━━ EXTRACTED MATERIAL ━━

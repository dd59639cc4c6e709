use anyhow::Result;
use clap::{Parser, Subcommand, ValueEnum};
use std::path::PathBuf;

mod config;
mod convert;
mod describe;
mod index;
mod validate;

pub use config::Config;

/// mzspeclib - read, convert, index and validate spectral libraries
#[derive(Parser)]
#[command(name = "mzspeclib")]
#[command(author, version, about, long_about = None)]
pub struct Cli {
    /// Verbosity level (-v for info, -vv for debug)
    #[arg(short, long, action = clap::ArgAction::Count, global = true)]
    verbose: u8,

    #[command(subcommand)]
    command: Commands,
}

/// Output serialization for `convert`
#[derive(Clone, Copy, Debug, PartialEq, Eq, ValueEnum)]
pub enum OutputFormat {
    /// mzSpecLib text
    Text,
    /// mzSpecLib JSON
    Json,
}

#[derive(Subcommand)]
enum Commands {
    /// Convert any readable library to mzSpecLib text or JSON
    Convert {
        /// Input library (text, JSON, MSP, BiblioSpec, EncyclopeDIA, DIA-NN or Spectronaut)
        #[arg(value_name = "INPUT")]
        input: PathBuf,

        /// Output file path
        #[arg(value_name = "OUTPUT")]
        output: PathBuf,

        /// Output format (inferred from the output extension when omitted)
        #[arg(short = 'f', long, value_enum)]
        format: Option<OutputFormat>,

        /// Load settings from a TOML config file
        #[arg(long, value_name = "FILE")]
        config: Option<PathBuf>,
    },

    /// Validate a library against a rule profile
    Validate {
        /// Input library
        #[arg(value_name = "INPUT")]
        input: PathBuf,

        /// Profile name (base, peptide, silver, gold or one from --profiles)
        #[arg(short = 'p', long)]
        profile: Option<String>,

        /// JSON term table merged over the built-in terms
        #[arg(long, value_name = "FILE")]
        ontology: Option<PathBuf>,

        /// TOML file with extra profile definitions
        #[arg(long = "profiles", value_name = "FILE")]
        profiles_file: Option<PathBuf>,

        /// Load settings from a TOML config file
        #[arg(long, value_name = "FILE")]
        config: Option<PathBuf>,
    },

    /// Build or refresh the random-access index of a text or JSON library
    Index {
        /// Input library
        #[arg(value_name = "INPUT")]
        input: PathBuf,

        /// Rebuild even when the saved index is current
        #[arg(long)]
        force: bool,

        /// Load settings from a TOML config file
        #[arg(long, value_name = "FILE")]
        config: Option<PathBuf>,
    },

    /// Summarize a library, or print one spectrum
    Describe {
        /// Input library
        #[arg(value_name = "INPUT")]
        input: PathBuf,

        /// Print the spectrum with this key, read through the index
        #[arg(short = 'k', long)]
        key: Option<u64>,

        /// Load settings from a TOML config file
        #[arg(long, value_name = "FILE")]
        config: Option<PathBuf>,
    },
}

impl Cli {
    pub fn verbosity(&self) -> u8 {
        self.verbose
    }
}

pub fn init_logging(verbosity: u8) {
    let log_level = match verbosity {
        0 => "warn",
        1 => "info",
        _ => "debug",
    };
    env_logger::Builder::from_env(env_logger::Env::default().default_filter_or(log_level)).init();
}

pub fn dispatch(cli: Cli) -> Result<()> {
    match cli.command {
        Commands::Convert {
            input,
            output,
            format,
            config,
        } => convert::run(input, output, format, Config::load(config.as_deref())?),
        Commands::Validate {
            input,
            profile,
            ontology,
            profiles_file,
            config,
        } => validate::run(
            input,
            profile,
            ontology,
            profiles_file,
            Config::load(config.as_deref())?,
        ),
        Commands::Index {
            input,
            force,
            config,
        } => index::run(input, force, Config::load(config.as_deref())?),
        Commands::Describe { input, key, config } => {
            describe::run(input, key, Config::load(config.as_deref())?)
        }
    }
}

━━━

■ WORK ORDER
Within the entries, find all lines that contain "when" and copy each one.

■ FINISHED TASK
        /// Output format (inferred from the output extension when omitted)
        /// Rebuild even when the saved index is current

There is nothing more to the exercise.